4. La question pour les mois et les années à venir est: dans quelle mesure l'appareil répressif d'État sera-t-il utilisé pour réprimer l’extrême-droite? Certes, les flics ne s'attaqueront probablement pas aux militants de MAGA et aux Proud Boys comme ils s’attaquent aux militants Black Lives Matter et antifa, mais il existe une longue histoire de forces de sécurité fédérales ciblant les extrémistes de droite, en particulier par le biais d'opérations secrètes. Joe Biden aime parler d'unité, mais il n'est pas difficile d'imaginer que son administration relancera et étendra les capacités du FBI et de la sécurité intérieure pour traquer les suprémacistes blancs et autres extrémistes de droite. Il n'est pas non plus difficile d'imaginer que certains conservateurs conventionnels soutiendront activement cet effort. Souvenons-nous que l'effort le plus sérieux et le plus systématique du gouvernement fédéral pour sévir contre les opposants de droite au cours des 40 dernières années - de l'Ordre au réseau Lyndon LaRouche - a eu lieu sous Ronald Reagan. Et rappelons-nous aussi que dans les mains de l'État capitaliste, l'antifascisme peut être une puissante justification pour construire l'appareil répressif - qui finit par s'utiliser principalement contre des groupes opprimés et exploités. Même quand les flics et le Klan ne vont pas de pair, ni l'un ni l'autre n'est notre ami.

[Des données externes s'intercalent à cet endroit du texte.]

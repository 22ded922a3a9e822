//! Output writers: annotated transfer rows and the holdings snapshot.

use crate::domain::{AnnotatedTransfer, Decimal};
use crate::engine::{AccountingReport, DiagnosticRecord, GainSummary};
use crate::ledger::Holdings;
use serde::Serialize;
use std::path::Path;
use thiserror::Error;

#[derive(Debug, Error)]
pub enum ExportError {
    #[error("csv write error: {0}")]
    Csv(#[from] csv::Error),
    #[error("json encode error: {0}")]
    Json(#[from] serde_json::Error),
    #[error("failed to write {path}: {source}")]
    Io {
        path: String,
        #[source]
        source: std::io::Error,
    },
}

#[derive(Debug, Serialize)]
#[serde(rename_all = "PascalCase")]
struct AnnotatedRow<'a> {
    row_key: &'a str,
    hash: &'a str,
    #[serde(rename = "TimeStamp")]
    timestamp: i64,
    date: String,
    from: &'a str,
    to: &'a str,
    token_symbol: &'a str,
    amount: String,
    token_price: String,
    value: String,
    txn_fee: String,
    txn_fee_value: String,
    export_type: &'a str,
    method: &'a str,
    platform: &'a str,
    row_category: &'a str,
    tx_category: &'a str,
    cost: String,
    #[serde(rename = "Gain/Loss")]
    gain_loss: String,
    #[serde(rename = "TxnFee(Cost)")]
    fee_cost: String,
    #[serde(rename = "TxnFee(Gain/Loss)")]
    fee_gain_loss: String,
}

fn cell(value: Option<Decimal>) -> String {
    value.map(|v| v.to_canonical_string()).unwrap_or_default()
}

/// Render annotated rows as CSV: the input columns followed by the outcome columns.
pub fn annotated_csv(rows: &[AnnotatedTransfer]) -> Result<Vec<u8>, ExportError> {
    let mut writer = csv::Writer::from_writer(Vec::new());
    for row in rows {
        let (t, o) = (&row.transfer, &row.outcome);
        writer.serialize(AnnotatedRow {
            row_key: o.row_key.as_str(),
            hash: t.tx_hash.as_str(),
            timestamp: t.timestamp.as_secs(),
            date: t.timestamp.date_string(),
            from: t.from.as_str(),
            to: t.to.as_str(),
            token_symbol: t.token.as_str(),
            amount: cell(t.amount),
            token_price: cell(t.unit_price),
            value: cell(t.value),
            txn_fee: t.fee_native.to_canonical_string(),
            txn_fee_value: cell(t.fee_value),
            export_type: t.export_kind.as_str(),
            method: t.method.as_deref().unwrap_or_default(),
            platform: &t.platform,
            row_category: o.row_category.as_str(),
            tx_category: o.tx_category.as_str(),
            cost: o.cost.to_canonical_string(),
            gain_loss: o.gain_loss.to_canonical_string(),
            fee_cost: o.fee_cost.to_canonical_string(),
            fee_gain_loss: o.fee_gain_loss.to_canonical_string(),
        })?;
    }
    writer
        .into_inner()
        .map_err(|e| ExportError::Csv(e.into_error().into()))
}

#[derive(Debug, Serialize)]
struct HoldingsDocument<'a> {
    reporting_currency: &'a str,
    total_cost: Decimal,
    holdings: Holdings,
    gains: GainSummary,
    diagnostics: Vec<DiagnosticRecord>,
}

/// Pretty JSON with the holdings snapshot, total cost, yearly gains and diagnostics.
pub fn holdings_json(report: &AccountingReport, reporting_currency: &str) -> Result<String, ExportError> {
    let document = HoldingsDocument {
        reporting_currency,
        total_cost: report.total_cost(),
        holdings: report.holdings(),
        gains: report.gain_summary(),
        diagnostics: report.diagnostics.iter().map(DiagnosticRecord::from).collect(),
    };
    Ok(serde_json::to_string_pretty(&document)?)
}

async fn write_file(path: &Path, contents: &[u8]) -> Result<(), ExportError> {
    tokio::fs::write(path, contents)
        .await
        .map_err(|source| ExportError::Io {
            path: path.display().to_string(),
            source,
        })
}

pub async fn write_annotated_csv(path: &Path, rows: &[AnnotatedTransfer]) -> Result<(), ExportError> {
    write_file(path, &annotated_csv(rows)?).await?;
    tracing::info!(path = %path.display(), rows = rows.len(), "wrote annotated rows");
    Ok(())
}

pub async fn write_holdings_json(
    path: &Path,
    report: &AccountingReport,
    reporting_currency: &str,
) -> Result<(), ExportError> {
    write_file(path, holdings_json(report, reporting_currency)?.as_bytes()).await?;
    tracing::info!(path = %path.display(), "wrote holdings snapshot");
    Ok(())
}

#[cfg(test)]
mod tests {
    use super::*;
    use crate::domain::{
        Address, RowCategory, RowKey, RowOutcome, Timestamp, TokenId, Transfer, TxCategory, TxHash,
    };
    use crate::ledger::Ledger;

    fn sample_rows() -> Vec<AnnotatedTransfer> {
        let hash = TxHash::new("0xaa");
        let transfer = Transfer::new(
            hash.clone(),
            Timestamp::new(1_614_816_000),
            Address::new("0xme"),
            Address::new("0xshop"),
            TokenId::new("USDC"),
            Decimal::from(200),
        )
        .with_value(Decimal::from(205));
        let mut outcome = RowOutcome::new(
            RowKey::new(&hash, 0),
            RowCategory::PaymentOut,
            TxCategory::TransferOut,
        );
        outcome.cost = Decimal::from(200);
        outcome.gain_loss = Decimal::from(5);
        vec![AnnotatedTransfer { transfer, outcome }]
    }

    #[test]
    fn test_csv_has_outcome_columns() {
        let bytes = annotated_csv(&sample_rows()).unwrap();
        let text = String::from_utf8(bytes).unwrap();
        let mut lines = text.lines();
        let header = lines.next().unwrap();
        assert!(header.starts_with("RowKey,Hash,TimeStamp,Date,"));
        assert!(header.ends_with("RowCategory,TxCategory,Cost,Gain/Loss,TxnFee(Cost),TxnFee(Gain/Loss)"));
        let row = lines.next().unwrap();
        assert!(row.starts_with("0xaa#0,0xaa,1614816000,2021-03-04,0xme,0xshop,USDC,200,,205,"));
        assert!(row.contains("PAYMENT_OUT,TRANSFER_OUT,200,5,0,0"));
    }

    #[test]
    fn test_holdings_document_lists_leaves() {
        let mut ledger = Ledger::new();
        ledger
            .add_buy(&TokenId::new("USDC"), Decimal::from(800), Decimal::one())
            .unwrap();
        let report = AccountingReport {
            ledger,
            rows: sample_rows(),
            diagnostics: Vec::new(),
        };
        let json: serde_json::Value =
            serde_json::from_str(&holdings_json(&report, "EUR").unwrap()).unwrap();
        assert_eq!(json["reporting_currency"], "EUR");
        assert_eq!(json["holdings"]["USDC"], 800.0);
        assert_eq!(json["total_cost"], 800.0);
        assert_eq!(json["gains"]["total"]["gain_loss"], 5.0);
    }
}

5. Au lieu de demander à l'État de mettre les choses sous contrôle, il est urgent de mener une action militante à grande échelle sur deux fronts: combattre à la fois les forces ouvertement suprémacistes de la droite oppositionnelle et les systèmes de privilèges établis, moins flagrants mais toujours meurtriers. Les quatre dernières années ont été cauchemardesques à bien des égards, mais elles ont aussi été une période d'activisme libérateur dynamique à grande échelle. Il existe de nombreux exemples puissants d'organisation militante et créative sur lesquels nous pouvons nous tourner pour trouver des leçons et de l'inspiration.